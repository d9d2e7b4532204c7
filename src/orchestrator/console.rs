//! Serial console steps.
//!
//! A VM's first serial port is a named pipe on the datastore. The console
//! is reached by opening a shell on the ESX host and attaching to that pipe
//! with `nc -U`; from then on every line sent goes to the VM.

use super::{LabError, Topology};
use crate::session::{InteractiveSession, SessionError};
use crate::vm::prompts::{
    scp_password, HOST_PASSWORD, LOGIN_CONFIG_MODE, LOGIN_PASSWORD, LOGIN_SHELL, LOGIN_USER, PROMPTS, SHELL_SUDO,
};
use crate::vm::VirtualMachine;
use log::{debug, error, info};
use std::thread;

/// Console output that marks a failed configuration or package install
pub const CONSOLE_ERRORS: [&str; 3] = ["Commit failed", "Set failed", "dpkg: error"];

/// Answers to the image installer, by question index; `None` is the VM password
const INSTALL_ANSWERS: [Option<&str>; 13] = [
    Some("install image"),
    Some("yes"),
    Some("auto"),
    Some(""),
    Some("yes"),
    Some(""),
    Some(""),
    Some(""),
    None,
    None,
    Some(""),
    Some("no"),
    Some(""),
];

/// Upper bound on installer questions before giving up
const MAX_INSTALL_ROUNDS: usize = 64;

type Console = Box<dyn InteractiveSession>;

fn on(vm: &VirtualMachine) -> impl Fn(SessionError) -> LabError + '_ {
    move |e| LabError::worker(vm, e.to_string())
}

/// First console error marker found in `output`
pub fn console_error(output: &str) -> Option<&'static str> {
    CONSOLE_ERRORS.iter().copied().find(|marker| output.contains(marker))
}

impl Topology {
    pub(crate) fn esx_session(&self) -> Result<Console, LabError> {
        Ok(self
            .sessions
            .open(&self.esx.ip, &self.esx.user, &self.esx.password, self.timeouts.login)?)
    }

    pub(crate) fn ftp_session(&self) -> Result<Console, LabError> {
        Ok(self
            .sessions
            .open(&self.ftp.ip, &self.ftp.user, &self.ftp.password, self.timeouts.login)?)
    }

    fn attach_serial(&self, vm: &VirtualMachine) -> Result<Console, LabError> {
        let mut conn = self.esx_session()?;
        conn.send_line(&format!("mkdir '{}'", vm.serial_dir)).map_err(on(vm))?;
        conn.expect(&PROMPTS.esx_shell, self.timeouts.login).map_err(on(vm))?;

        debug!("{} serial console is {}", vm.name, vm.serial_path);
        conn.send_line(&format!("nc -U '{}'", vm.serial_path)).map_err(on(vm))?;
        Ok(conn)
    }

    /// Attach to the console and log in, leaving an operational shell
    pub fn serial_login(&self, vm: &VirtualMachine) -> Result<Console, LabError> {
        let mut conn = self.attach_serial(vm)?;
        thread::sleep(self.timeouts.serial_settle);

        let login = self.timeouts.login;
        // Wake the console up; it may already be past the login prompt
        conn.send_line("").map_err(on(vm))?;
        let mut state = conn.expect(&PROMPTS.login, login).map_err(on(vm))?.index;
        if state == LOGIN_USER {
            conn.send_line(&vm.user).map_err(on(vm))?;
            state = conn.expect(&PROMPTS.login, login).map_err(on(vm))?.index;
        }
        if state == LOGIN_PASSWORD {
            conn.send_line(&vm.password).map_err(on(vm))?;
            state = conn.expect(&PROMPTS.login, login).map_err(on(vm))?.index;
        }
        // Left in configuration mode by an earlier session
        if state == LOGIN_CONFIG_MODE {
            conn.send_line("exit discard").map_err(on(vm))?;
            state = conn.expect(&PROMPTS.login, login).map_err(on(vm))?.index;
        }
        // A second login prompt means the credentials were rejected
        if state != LOGIN_SHELL {
            if let Err(e) = conn.close() {
                debug!("{}: closing console failed: {}", vm.name_on_host, e);
            }
            let err = LabError::worker(vm, "couldn't login to VM via serial connection.");
            debug!("{}", err);
            return Err(err);
        }
        Ok(conn)
    }

    /// Watch the console until the VM shows its boot marker
    pub fn wait_for_boot(&self, vm: &VirtualMachine) -> Result<(), LabError> {
        let mut conn = self.attach_serial(vm)?;
        thread::sleep(self.timeouts.boot_settle);
        let remaining = self.timeouts.boot.saturating_sub(self.timeouts.boot_settle);
        conn.expect(&PROMPTS.boot, remaining).map_err(on(vm))?;
        conn.close()?;
        info!("VM {} booted", vm.name_on_host);
        Ok(())
    }

    pub fn power_on_and_wait_for_boot(&self, vm: &VirtualMachine) -> Result<(), LabError> {
        self.backend.power_on_vm(&vm.name_on_host)?;
        self.wait_for_boot(vm)
    }

    /// Send `commands` one by one over the console.
    ///
    /// Returns the collected output. A command that gets no prompt back is
    /// logged and the next one is still sent; the step fails afterwards, as
    /// it does when the output reports a failed commit, set or dpkg run.
    pub fn send_via_serial(&self, vm: &VirtualMachine, commands: &[String]) -> Result<String, LabError> {
        let mut conn = self.serial_login(vm)?;
        info!("{}: connected", vm.name_on_host);

        let mut outputs = Vec::with_capacity(commands.len());
        let mut unanswered = Vec::new();
        for cmd in commands {
            let timeout = if cmd.starts_with("commit") {
                self.timeouts.configure.max(self.timeouts.commit)
            } else {
                self.timeouts.configure
            };
            match self.run_console_command(&mut conn, vm, cmd, timeout) {
                Ok(before) => {
                    if cmd.starts_with("ls") {
                        info!("{}:packages which will be installed:{}", vm.name_on_host, before);
                    }
                    outputs.push(format!("output: {}\n", before));
                }
                Err(e) => {
                    error!("{}:{}", vm.name_on_host, outputs.join("\n"));
                    unanswered.push(format!("'{}' ({})", cmd, e));
                }
            }
        }
        conn.close()?;

        let log = outputs.join("\n");
        if let Some(marker) = console_error(&log) {
            error!("{}:{}", vm.name_on_host, log);
            return Err(LabError::worker(vm, format!("console reported '{}'", marker)));
        }
        debug!("{}:{}", vm.name_on_host, log);
        if !unanswered.is_empty() {
            return Err(LabError::worker(
                vm,
                format!("no prompt after {}", unanswered.join(", ")),
            ));
        }
        info!("{}: commands were sent", vm.name_on_host);
        Ok(log)
    }

    /// Send one shell command, answering a sudo prompt; returns its output
    fn run_console_command(
        &self,
        conn: &mut Console,
        vm: &VirtualMachine,
        cmd: &str,
        timeout: std::time::Duration,
    ) -> Result<String, SessionError> {
        conn.send_line(cmd)?;
        let mut m = conn.expect(&PROMPTS.shell, timeout)?;
        debug!("{}: cmd {:?} matched {} after {:?}", vm.name_on_host, cmd, m.index, m.before);
        if m.index == SHELL_SUDO {
            conn.send_line(&vm.password)?;
            m = conn.expect(&PROMPTS.shell, timeout)?;
        }
        Ok(m.before)
    }

    /// Run the image installer from the live system, answering its questions
    pub fn install_image(&self, vm: &VirtualMachine) -> Result<(), LabError> {
        let mut conn = self.serial_login(vm)?;
        info!("{}: connected", vm.name_on_host);

        let install = self.timeouts.install;
        conn.send_line("install image").map_err(on(vm))?;
        let mut question = conn.expect(&PROMPTS.install, install).map_err(on(vm))?.index;
        let mut rounds = 0;
        while question != 0 {
            rounds += 1;
            if rounds > MAX_INSTALL_ROUNDS {
                if let Err(e) = conn.close() {
                    debug!("{}: closing console failed: {}", vm.name_on_host, e);
                }
                return Err(LabError::worker(vm, "image installer did not finish"));
            }
            let answer = INSTALL_ANSWERS[question].unwrap_or(vm.password.as_str());
            conn.send_line(answer).map_err(on(vm))?;
            question = conn.expect(&PROMPTS.install, install).map_err(on(vm))?.index;
        }
        conn.close()?;
        info!("{}: image installed", vm.name_on_host);
        Ok(())
    }

    /// `reboot` from the console, then wait for the boot marker
    pub fn reboot_vm(&self, vm: &VirtualMachine) -> Result<(), LabError> {
        let mut conn = self.serial_login(vm)?;
        conn.send_line("reboot").map_err(on(vm))?;
        conn.expect(&PROMPTS.reboot_confirm, self.timeouts.login).map_err(on(vm))?;
        conn.send_line("yes").map_err(on(vm))?;
        conn.close()?;

        thread::sleep(self.timeouts.reboot_grace);
        self.wait_for_boot(vm)?;
        info!("VM {} booted", vm.name);
        Ok(())
    }

    /// Fetch `.deb` packages onto the VM and install them with `dpkg -i`
    pub fn install_deb(&self, vm: &VirtualMachine, packages: &[String]) -> Result<(), LabError> {
        let plan = DebInstall::new(packages, &self.ftp.user, &self.ftp.ip);
        let shell = std::slice::from_ref(&PROMPTS.shell[0]);
        let transfer = self.timeouts.build;
        let configure = self.timeouts.configure;

        let mut conn = self.serial_login(vm)?;
        conn.send_line(&plan.rm).map_err(on(vm))?;
        conn.expect(shell, configure).map_err(on(vm))?;

        if let Some(wget) = &plan.wget {
            conn.send_line(wget).map_err(on(vm))?;
            conn.expect(shell, transfer).map_err(on(vm))?;
        }
        if let Some(scp) = &plan.scp {
            let prompts = [PROMPTS.shell[0].clone(), scp_password(&self.ftp.user, &self.ftp.ip)];
            conn.send_line(scp).map_err(on(vm))?;
            if conn.expect(&prompts, transfer).map_err(on(vm))?.index == HOST_PASSWORD {
                conn.send_line(&self.ftp.password).map_err(on(vm))?;
                conn.expect(shell, transfer).map_err(on(vm))?;
            }
        }

        conn.send_line(&plan.ls).map_err(on(vm))?;
        let listing = conn.expect(shell, configure).map_err(on(vm))?;
        info!("{}:packages which will be installed:{}", vm.name_on_host, listing.before);

        let dpkg = self
            .run_console_command(&mut conn, vm, &plan.dpkg, transfer)
            .map_err(on(vm))?;

        conn.send_line(&plan.rm).map_err(on(vm))?;
        conn.expect(shell, configure).map_err(on(vm))?;
        conn.close()?;

        if dpkg.contains("dpkg: error") {
            error!("{}:dpkg output:{}", vm.name_on_host, dpkg);
            return Err(LabError::worker(vm, "dpkg: error while installing packages"));
        }
        debug!("{}:dpkg output:{}", vm.name_on_host, dpkg);
        Ok(())
    }
}

/// Console commands installing a set of packages
#[derive(Debug, Clone, PartialEq, Eq)]
pub struct DebInstall {
    pub wget: Option<String>,
    pub scp: Option<String>,
    pub ls: String,
    pub dpkg: String,
    pub rm: String,
}

impl DebInstall {
    pub fn new(packages: &[String], ftp_user: &str, ftp_ip: &str) -> Self {
        let (http, remote): (Vec<&String>, Vec<&String>) = packages.iter().partition(|p| p.starts_with("http://"));
        let join = |list: &[&String]| list.iter().map(|s| s.as_str()).collect::<Vec<_>>().join(" ");

        let basenames: Vec<&str> = packages
            .iter()
            .map(|p| p.rsplit('/').next().unwrap_or(p.as_str()))
            .collect();
        let debs = basenames
            .iter()
            .copied()
            .filter(|name| name.ends_with(".deb"))
            .collect::<Vec<_>>()
            .join(" ");

        Self {
            wget: (!http.is_empty()).then(|| format!("wget {}", join(&http))),
            scp: (!remote.is_empty()).then(|| {
                format!(
                    "scp -p -oStrictHostKeyChecking=no -oUserKnownHostsFile=/dev/null {}@{}:\"{}\" . ",
                    ftp_user,
                    ftp_ip,
                    join(&remote)
                )
            }),
            ls: format!("ls -al {} --color=never", basenames.join(" ")),
            dpkg: format!("sudo dpkg -i {}", debs),
            rm: format!("rm {}", debs),
        }
    }
}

_ _ _ _ _

Look for the line with "-p -oStrictHostKeyChecking=no -oUserKnownHostsFile=/dev/null" in the listing above. Print it and each later line exactly, ending with the last line.

                    "scp -p -oStrictHostKeyChecking=no -oUserKnownHostsFile=/dev/null {}@{}:\"{}\" . ",
                    ftp_user,
                    ftp_ip,
                    join(&remote)
                )
            }),
            ls: format!("ls -al {} --color=never", basenames.join(" ")),
            dpkg: format!("sudo dpkg -i {}", debs),
            rm: format!("rm {}", debs),
        }
    }
}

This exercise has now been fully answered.